The notion of classification is to classify cases according to a fixed set
of categories . A category, or class , is simply a discrete value with some
well-defined meaning. For example, the problem to determine “will
the customer respond to a campaign” typically has two categories: yes
and no . As a supervised mining function, the data used to build a
classification model needs to include a target attribute , containing the
known outcomes. From the response modeling example in Chapter
2, “yes” in the target attribute of build or test data indicates that the
customer responded to the campaign; “no” indicates that the customer
did not respond.
In the apply results, where the predictions are placed, “yes”

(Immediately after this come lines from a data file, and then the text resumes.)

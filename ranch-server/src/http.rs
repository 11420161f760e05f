//! The HTTP transport: one route per lifecycle verb, plus the ambient
//! health/readiness probes. Grounded on the teacher's
//! `network/module.rs` router assembly and `network/handlers/health.rs`
//! probe handlers, adapted from a `WebSocket`-centric router to a plain
//! REST surface over [`ranch_core::Ranch`].

use std::collections::BTreeMap;
use std::sync::Arc;
use std::time::Duration;

use axum::extract::{Path, Request, State};
use axum::http::StatusCode;
use axum::middleware::{self, Next};
use axum::response::{IntoResponse, Response};
use axum::routing::{get, post};
use axum::{Json, Router};
use serde::{Deserialize, Serialize};
use tower_http::trace::TraceLayer;

use ranch_core::{AcquireOutcome, RanchError, Resource};

use crate::shutdown::{HealthState, ShutdownController};

#[derive(Clone)]
pub struct AppState {
    pub ranch: Arc<ranch_core::Ranch>,
    pub shutdown: Arc<ShutdownController>,
    pub request_ttl: chrono::Duration,
}

/// Tracks every request for [`ShutdownController::wait_for_drain`] and
/// rejects new verb calls once the server has started draining, matching
/// the teacher's `network/middleware.rs` in-flight tracking.
async fn track_in_flight(State(state): State<AppState>, request: Request, next: Next) -> Response {
    if state.shutdown.health_state() == HealthState::Draining {
        return StatusCode::SERVICE_UNAVAILABLE.into_response();
    }
    let _guard = state.shutdown.in_flight_guard();
    next.run(request).await
}

pub fn build_router(state: AppState) -> Router {
    Router::new()
        .route("/acquire", post(acquire_handler))
        .route("/acquire-by-state", post(acquire_by_state_handler))
        .route("/release", post(release_handler))
        .route("/update", post(update_handler))
        .route("/reset", post(reset_handler))
        .route("/metric/{resource_type}", get(metric_handler))
        .layer(middleware::from_fn_with_state(
            state.clone(),
            track_in_flight,
        ))
        .route("/healthz", get(liveness_handler))
        .route("/readyz", get(readiness_handler))
        .route("/health", get(health_handler))
        .layer(TraceLayer::new_for_http())
        .with_state(state)
}

fn ranch_error_status(err: &RanchError) -> StatusCode {
    match err {
        RanchError::NotFound => StatusCode::NOT_FOUND,
        RanchError::OwnerMismatch(_) | RanchError::StateMismatch(_) => StatusCode::CONFLICT,
        RanchError::Conflict(_) => StatusCode::CONFLICT,
        RanchError::ConfigInvalid(_) => StatusCode::BAD_REQUEST,
        RanchError::StorageUnavailable(_) => StatusCode::SERVICE_UNAVAILABLE,
    }
}

fn error_response(err: RanchError) -> (StatusCode, Json<serde_json::Value>) {
    let status = ranch_error_status(&err);
    (
        status,
        Json(serde_json::json!({ "error": err.to_string() })),
    )
}

#[derive(Debug, Deserialize)]
pub struct AcquireRequest {
    pub resource_type: String,
    pub from_state: String,
    pub to_state: String,
    pub owner: String,
    #[serde(with = "humantime_duration")]
    pub lease_duration: Duration,
    #[serde(default)]
    pub request_id: Option<String>,
}

#[derive(Debug, Serialize)]
#[serde(tag = "status", rename_all = "snake_case")]
pub enum AcquireResponse {
    Leased { resource: Resource },
    Queued,
}

async fn acquire_handler(
    State(state): State<AppState>,
    Json(req): Json<AcquireRequest>,
) -> Result<Json<AcquireResponse>, (StatusCode, Json<serde_json::Value>)> {
    let outcome = state
        .ranch
        .acquire(
            &req.resource_type,
            &req.from_state,
            &req.to_state,
            &req.owner,
            req.lease_duration,
            req.request_id.as_deref(),
            state.request_ttl,
        )
        .map_err(error_response)?;

    Ok(Json(match outcome {
        AcquireOutcome::Leased(resource) => AcquireResponse::Leased { resource },
        AcquireOutcome::Queued => AcquireResponse::Queued,
    }))
}

#[derive(Debug, Deserialize)]
pub struct AcquireByStateRequest {
    pub state: String,
    pub new_state: String,
    pub owner: String,
    pub names: Vec<String>,
}

async fn acquire_by_state_handler(
    State(state): State<AppState>,
    Json(req): Json<AcquireByStateRequest>,
) -> Result<Json<Vec<Resource>>, (StatusCode, Json<serde_json::Value>)> {
    let resources = state
        .ranch
        .acquire_by_state(&req.state, &req.new_state, &req.owner, &req.names)
        .map_err(error_response)?;
    Ok(Json(resources))
}

#[derive(Debug, Deserialize)]
pub struct ReleaseRequest {
    pub name: String,
    pub owner: String,
    pub dest_state: String,
}

async fn release_handler(
    State(state): State<AppState>,
    Json(req): Json<ReleaseRequest>,
) -> Result<Json<Resource>, (StatusCode, Json<serde_json::Value>)> {
    let resource = state
        .ranch
        .release(&req.name, &req.owner, &req.dest_state)
        .map_err(error_response)?;
    Ok(Json(resource))
}

#[derive(Debug, Deserialize)]
pub struct UpdateRequest {
    pub name: String,
    pub owner: String,
    pub state: String,
    #[serde(default)]
    pub user_data: BTreeMap<String, String>,
}

async fn update_handler(
    State(state): State<AppState>,
    Json(req): Json<UpdateRequest>,
) -> Result<Json<Resource>, (StatusCode, Json<serde_json::Value>)> {
    let resource = state
        .ranch
        .update(&req.name, &req.owner, &req.state, req.user_data)
        .map_err(error_response)?;
    Ok(Json(resource))
}

#[derive(Debug, Deserialize)]
pub struct ResetRequest {
    pub resource_type: String,
    pub from_state: String,
    pub expire_before: chrono::DateTime<chrono::Utc>,
    pub dest_state: String,
}

async fn reset_handler(
    State(state): State<AppState>,
    Json(req): Json<ResetRequest>,
) -> Result<Json<Vec<Resource>>, (StatusCode, Json<serde_json::Value>)> {
    let resources = state
        .ranch
        .reset(
            &req.resource_type,
            &req.from_state,
            req.expire_before,
            &req.dest_state,
        )
        .map_err(error_response)?;
    Ok(Json(resources))
}

async fn metric_handler(
    State(state): State<AppState>,
    Path(resource_type): Path<String>,
) -> Json<ranch_core::PoolSnapshot> {
    Json(state.ranch.metric_snapshot(&resource_type))
}

/// Kubernetes liveness probe -- always 200 while the process is responsive.
async fn liveness_handler() -> StatusCode {
    StatusCode::OK
}

/// Kubernetes readiness probe -- 200 only in [`HealthState::Ready`].
async fn readiness_handler(State(state): State<AppState>) -> StatusCode {
    if state.shutdown.health_state() == HealthState::Ready {
        StatusCode::OK
    } else {
        StatusCode::SERVICE_UNAVAILABLE
    }
}

/// Detailed health JSON for operators, distinct from the Kubernetes probes:
/// always 200, with `state` carrying whatever the probes would report.
async fn health_handler(State(state): State<AppState>) -> Json<serde_json::Value> {
    Json(serde_json::json!({
        "state": format!("{:?}", state.shutdown.health_state()),
        "in_flight": state.shutdown.in_flight_count(),
    }))
}

/// Serializes `Duration` as a human-readable string (`"30s"`) in request bodies.
mod humantime_duration {
    use serde::{Deserialize, Deserializer};
    use std::time::Duration;

    pub fn deserialize<'de, D: Deserializer<'de>>(deserializer: D) -> Result<Duration, D::Error> {
        let raw = String::deserialize(deserializer)?;
        humantime::parse_duration(&raw).map_err(serde::de::Error::custom)
    }
}
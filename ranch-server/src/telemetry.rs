//! Structured logging and metrics exporter setup, grounded on the teacher's
//! own `tracing-subscriber` stack (`env-filter`, `fmt`) and its
//! `metrics`/`metrics-exporter-prometheus` dependency pair.

use std::net::SocketAddr;

use metrics_exporter_prometheus::PrometheusBuilder;
use tracing_subscriber::EnvFilter;

use crate::args::LogFormat;

/// Initializes the global `tracing` subscriber. Falls back to `info` level
/// when `RUST_LOG` is unset.
pub fn init_logging(format: LogFormat) {
    let filter = EnvFilter::try_from_default_env().unwrap_or_else(|_| EnvFilter::new("info"));
    let subscriber = tracing_subscriber::fmt().with_env_filter(filter);

    match format {
        LogFormat::Pretty => subscriber.init(),
        LogFormat::Json => subscriber.json().init(),
    }
}

/// Installs the Prometheus exporter as a standalone HTTP listener on
/// `addr`, serving `/metrics` for the scraper.
///
/// # Errors
///
/// Returns an error if the exporter cannot bind `addr`.
pub fn install_metrics_exporter(addr: SocketAddr) -> anyhow::Result<()> {
    PrometheusBuilder::new()
        .with_http_listener(addr)
        .install()
        .map_err(|e| anyhow::anyhow!("failed to install Prometheus exporter: {e}"))
}

/// Publishes one [`ranch_core::PoolSnapshot`] per resource type as
/// `ranch_pool_size{resource_type,state}` gauges.
pub fn record_pool_snapshots(snapshots: &[ranch_core::PoolSnapshot]) {
    for snapshot in snapshots {
        for (state, count) in &snapshot.counts {
            metrics::gauge!(
                "ranch_pool_size",
                "resource_type" => snapshot.resource_type.clone(),
                "state" => state.clone(),
            )
            .set(*count as f64);
        }
    }
}
//! Graceful shutdown controller, adapted from the teacher's
//! `network/shutdown.rs`: health-state machine plus in-flight request
//! tracking so readiness probes and the drain sequence agree on what
//! "ready" means.

use std::sync::atomic::{AtomicU64, Ordering};
use std::sync::Arc;
use std::time::Duration;

use arc_swap::ArcSwap;
use tokio::sync::watch;

/// State machine: `Starting -> Ready -> Draining -> Stopped`.
#[derive(Debug, Clone, Copy, PartialEq, Eq)]
pub enum HealthState {
    Starting,
    Ready,
    Draining,
    Stopped,
}

/// Coordinates shutdown: readiness probes check `health_state()`, `main`
/// calls `trigger_shutdown()` on a signal and then `wait_for_drain`.
#[derive(Debug)]
pub struct ShutdownController {
    shutdown_signal: watch::Sender<bool>,
    in_flight: Arc<AtomicU64>,
    health_state: Arc<ArcSwap<HealthState>>,
}

impl ShutdownController {
    #[must_use]
    pub fn new() -> Self {
        let (tx, _rx) = watch::channel(false);
        Self {
            shutdown_signal: tx,
            in_flight: Arc::new(AtomicU64::new(0)),
            health_state: Arc::new(ArcSwap::from_pointee(HealthState::Starting)),
        }
    }

    pub fn set_ready(&self) {
        self.health_state.store(Arc::new(HealthState::Ready));
    }

    #[must_use]
    pub fn shutdown_receiver(&self) -> watch::Receiver<bool> {
        self.shutdown_signal.subscribe()
    }

    pub fn trigger_shutdown(&self) {
        self.health_state.store(Arc::new(HealthState::Draining));
        let _ = self.shutdown_signal.send(true);
    }

    #[must_use]
    pub fn health_state(&self) -> HealthState {
        **self.health_state.load()
    }

    #[must_use]
    pub fn in_flight_guard(&self) -> InFlightGuard {
        self.in_flight.fetch_add(1, Ordering::Relaxed);
        InFlightGuard {
            in_flight: Arc::clone(&self.in_flight),
        }
    }

    #[must_use]
    pub fn in_flight_count(&self) -> u64 {
        self.in_flight.load(Ordering::Relaxed)
    }

    pub async fn wait_for_drain(&self, timeout: Duration) -> bool {
        let deadline = tokio::time::Instant::now() + timeout;
        loop {
            if self.in_flight.load(Ordering::Relaxed) == 0 {
                self.health_state.store(Arc::new(HealthState::Stopped));
                return true;
            }
            if tokio::time::Instant::now() >= deadline {
                return false;
            }
            tokio::time::sleep(Duration::from_millis(10)).await;
        }
    }
}

impl Default for ShutdownController {
    fn default() -> Self {
        Self::new()
    }
}

#[derive(Debug)]
pub struct InFlightGuard {
    in_flight: Arc<AtomicU64>,
}

impl Drop for InFlightGuard {
    fn drop(&mut self) {
        self.in_flight.fetch_sub(1, Ordering::Relaxed);
    }
}
//! The declarative config schema reconciled against the registry. Parsed
//! from YAML by the server crate and handed to
//! [`crate::reconciler::reconcile`].

use std::collections::BTreeMap;
use std::time::Duration;

use serde::{Deserialize, Serialize};

/// Top-level config document: the operator's desired pool shape.
#[derive(Debug, Clone, Default, PartialEq, Serialize, Deserialize)]
pub struct RanchConfig {
    #[serde(default)]
    pub resources: Vec<StaticResourceSpec>,
    #[serde(default)]
    pub dynamic_resources: Vec<DrlcSpec>,
}

/// One statically declared resource: a fixed-name leasable unit that is
/// never materialized or retired by the dynamic class manager.
#[derive(Debug, Clone, PartialEq, Serialize, Deserialize)]
pub struct StaticResourceSpec {
    pub name: String,
    pub resource_type: String,
    #[serde(default = "default_initial_state")]
    pub initial_state: String,
}

/// One declared dynamic resource class (a DRLC).
#[derive(Debug, Clone, PartialEq, Serialize, Deserialize)]
pub struct DrlcSpec {
    pub resource_type: String,
    #[serde(default = "default_initial_state")]
    pub initial_state: String,
    pub min_count: u32,
    pub max_count: u32,
    #[serde(default, with = "humantime_duration_opt")]
    pub lifespan: Option<Duration>,
    #[serde(default)]
    pub needs: BTreeMap<String, u32>,
    #[serde(default)]
    pub config: serde_json::Value,
    #[serde(default)]
    pub dirty_state: Option<String>,
}

fn default_initial_state() -> String {
    "free".to_string()
}

/// Serializes `Option<Duration>` as a human-readable string (`"5m"`) rather
/// than nanosecond counts, matching the config's hand-editable YAML intent.
mod humantime_duration_opt {
    use serde::{Deserialize, Deserializer, Serialize, Serializer};
    use std::time::Duration;

    pub fn serialize<S: Serializer>(
        value: &Option<Duration>,
        serializer: S,
    ) -> Result<S::Ok, S::Error> {
        match value {
            Some(d) => humantime::format_duration(*d)
                .to_string()
                .serialize(serializer),
            None => serializer.serialize_none(),
        }
    }

    pub fn deserialize<'de, D: Deserializer<'de>>(
        deserializer: D,
    ) -> Result<Option<Duration>, D::Error> {
        let raw: Option<String> = Option::deserialize(deserializer)?;
        raw.map(|s| humantime::parse_duration(&s).map_err(serde::de::Error::custom))
            .transpose()
    }
}

impl DrlcSpec {
    #[must_use]
    pub fn is_valid(&self) -> bool {
        self.min_count <= self.max_count
    }
}
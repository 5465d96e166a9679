//! Scheduler stage: periodic metric refreshes and the daily aged-group reset.

pub mod cadence;

use std::sync::Arc;
use std::time::Duration;

use chrono::{DateTime, Local, TimeZone, Utc};
use tokio::sync::mpsc;
use tokio::time::{Instant, MissedTickBehavior, interval_at, sleep_until};
use tokio_util::sync::CancellationToken;
use tracing::{debug, error, info, warn};

use crate::observability::metrics::Metrics;
use crate::store::{GroupMetrics, RelevanceStore};
use crate::util::error::is_transient;

pub use self::cadence::DailyCadence;

const MIN_REFRESH_INTERVAL: Duration = Duration::from_secs(1);

#[derive(Debug, Clone, Copy, PartialEq, Eq)]
enum RefreshOutcome {
    /// Every fetched record was enqueued, or the cycle was skipped after a store error.
    Completed,
    Cancelled,
    /// The input queue has no receiver left.
    Closed,
}

/// Source of wall-clock time used to place the daily reset.
pub type WallClock = Arc<dyn Fn() -> DateTime<Utc> + Send + Sync>;

/// Feeds the input queue with every eligible group's metrics.
pub struct Scheduler<Tz: TimeZone = Local> {
    store: Arc<dyn RelevanceStore>,
    metrics: Arc<Metrics>,
    refresh_interval: Duration,
    reset_cadence: DailyCadence<Tz>,
    wall_clock: WallClock,
}

impl Scheduler<Local> {
    /// Resets at local midnight, read from the system clock.
    ///
    /// `refresh_interval` below one second is raised to one second.
    #[must_use]
    pub fn new(
        store: Arc<dyn RelevanceStore>,
        metrics: Arc<Metrics>,
        refresh_interval: Duration,
    ) -> Self {
        Self::with_cadence(
            store,
            metrics,
            refresh_interval,
            DailyCadence::midnight(Local),
            Arc::new(Utc::now),
        )
    }
}

impl<Tz: TimeZone> Scheduler<Tz> {
    /// Reset triggers are placed with `wall_clock`; tokio's clock drives the timers.
    #[must_use]
    pub fn with_cadence(
        store: Arc<dyn RelevanceStore>,
        metrics: Arc<Metrics>,
        refresh_interval: Duration,
        reset_cadence: DailyCadence<Tz>,
        wall_clock: WallClock,
    ) -> Self {
        Self {
            store,
            metrics,
            refresh_interval: refresh_interval.max(MIN_REFRESH_INTERVAL),
            reset_cadence,
            wall_clock,
        }
    }

    /// Runs one refresh immediately, then one per refresh interval, and resets
    /// aged groups at every local midnight.
    ///
    /// Returns when `cancel` fires or when the input queue is closed.
    pub async fn start_reading(
        self,
        input_tx: mpsc::Sender<GroupMetrics>,
        cancel: CancellationToken,
    ) {
        info!(
            refresh_interval_secs = self.refresh_interval.as_secs(),
            "scheduler started"
        );

        let mut refresh = interval_at(
            Instant::now() + self.refresh_interval,
            self.refresh_interval,
        );
        refresh.set_missed_tick_behavior(MissedTickBehavior::Delay);

        let mut next_reset = self.reset_cadence.next_run_after((self.wall_clock)());
        let reset_timer = sleep_until(self.reset_deadline(next_reset));
        tokio::pin!(reset_timer);
        info!(next_reset = %next_reset.to_rfc3339(), "scheduled daily relevance reset");

        if !self.handle_refresh(&input_tx, &cancel).await {
            return;
        }

        loop {
            tokio::select! {
                biased;

                () = cancel.cancelled() => {
                    info!("scheduler cancelled");
                    break;
                }

                () = &mut reset_timer => {
                    if !self.reset_aged_groups(&cancel).await {
                        info!("scheduler cancelled during reset");
                        break;
                    }
                    next_reset = self
                        .reset_cadence
                        .next_run_after_fire(next_reset, (self.wall_clock)());
                    reset_timer.as_mut().reset(self.reset_deadline(next_reset));
                    info!(next_reset = %next_reset.to_rfc3339(), "scheduled daily relevance reset");
                }

                _ = refresh.tick() => {
                    if !self.handle_refresh(&input_tx, &cancel).await {
                        break;
                    }
                }
            }
        }

        info!("scheduler stopped");
    }

    /// Returns `false` when the scheduler must stop.
    async fn handle_refresh(
        &self,
        input_tx: &mpsc::Sender<GroupMetrics>,
        cancel: &CancellationToken,
    ) -> bool {
        match self.refresh(input_tx, cancel).await {
            RefreshOutcome::Completed => true,
            RefreshOutcome::Cancelled => {
                info!("scheduler cancelled during refresh");
                false
            }
            RefreshOutcome::Closed => {
                warn!("input queue closed; scheduler stopping");
                false
            }
        }
    }

    #[allow(clippy::cast_precision_loss)]
    async fn refresh(
        &self,
        input_tx: &mpsc::Sender<GroupMetrics>,
        cancel: &CancellationToken,
    ) -> RefreshOutcome {
        let started = Instant::now();

        let fetched = tokio::select! {
            biased;
            () = cancel.cancelled() => return RefreshOutcome::Cancelled,
            result = self.store.get_relevance_metrics() => result,
        };

        let groups = match fetched {
            Ok(groups) => groups,
            Err(err) => {
                self.metrics.fetch_failures.inc();
                error!(
                    error = %format_args!("{err:#}"),
                    transient = is_transient(&err),
                    "failed to fetch relevance metrics; skipping cycle"
                );
                return RefreshOutcome::Completed;
            }
        };

        let count = groups.len();
        self.metrics.groups_fetched.inc_by(count as f64);
        self.metrics.last_refresh_groups.set(count as f64);

        for metrics in groups {
            tokio::select! {
                biased;
                () = cancel.cancelled() => return RefreshOutcome::Cancelled,
                sent = input_tx.send(metrics) => {
                    if sent.is_err() {
                        return RefreshOutcome::Closed;
                    }
                }
            }
        }

        let elapsed = started.elapsed();
        self.metrics.refresh_duration.observe(elapsed.as_secs_f64());
        debug!(
            count,
            elapsed_ms = u64::try_from(elapsed.as_millis()).unwrap_or(u64::MAX),
            "refresh cycle enqueued"
        );
        RefreshOutcome::Completed
    }

    /// Returns `false` if cancelled before the store answered.
    #[allow(clippy::cast_precision_loss)]
    async fn reset_aged_groups(&self, cancel: &CancellationToken) -> bool {
        let result = tokio::select! {
            biased;
            () = cancel.cancelled() => return false,
            result = self.store.make_relevance_zero() => result,
        };

        match result {
            Ok(rows) => {
                self.metrics.resets.inc_by(rows as f64);
                info!(count = rows, "reset relevance of aged groups");
            }
            Err(err) => {
                self.metrics.reset_failures.inc();
                error!(
                    error = %format_args!("{err:#}"),
                    transient = is_transient(&err),
                    "failed to reset relevance of aged groups"
                );
            }
        }
        true
    }

    fn reset_deadline(&self, next_reset: DateTime<Utc>) -> Instant {
        Instant::now() + cadence::duration_until(next_reset, (self.wall_clock)())
    }
}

indicates that the model predicted the customer will respond to a
similar future campaign. This prediction is often accompanied by a
probability; for example, the customer is 80 percent likely to
respond to this campaign. This can be taken to mean that out of 100
customers with similar probability, 80 of those customers should
respond to the campaign. Probabilities are quite useful since they
can be used to compute, for example, expected return on a campaign
by multiplying the probability by the expected order value of each
customer and summing the results. Problems like response modeling
normally have two possible outcomes, a binary classification problem ,
but classification can also be used to predict more than two possible
outcomes, a multiclass classification problem .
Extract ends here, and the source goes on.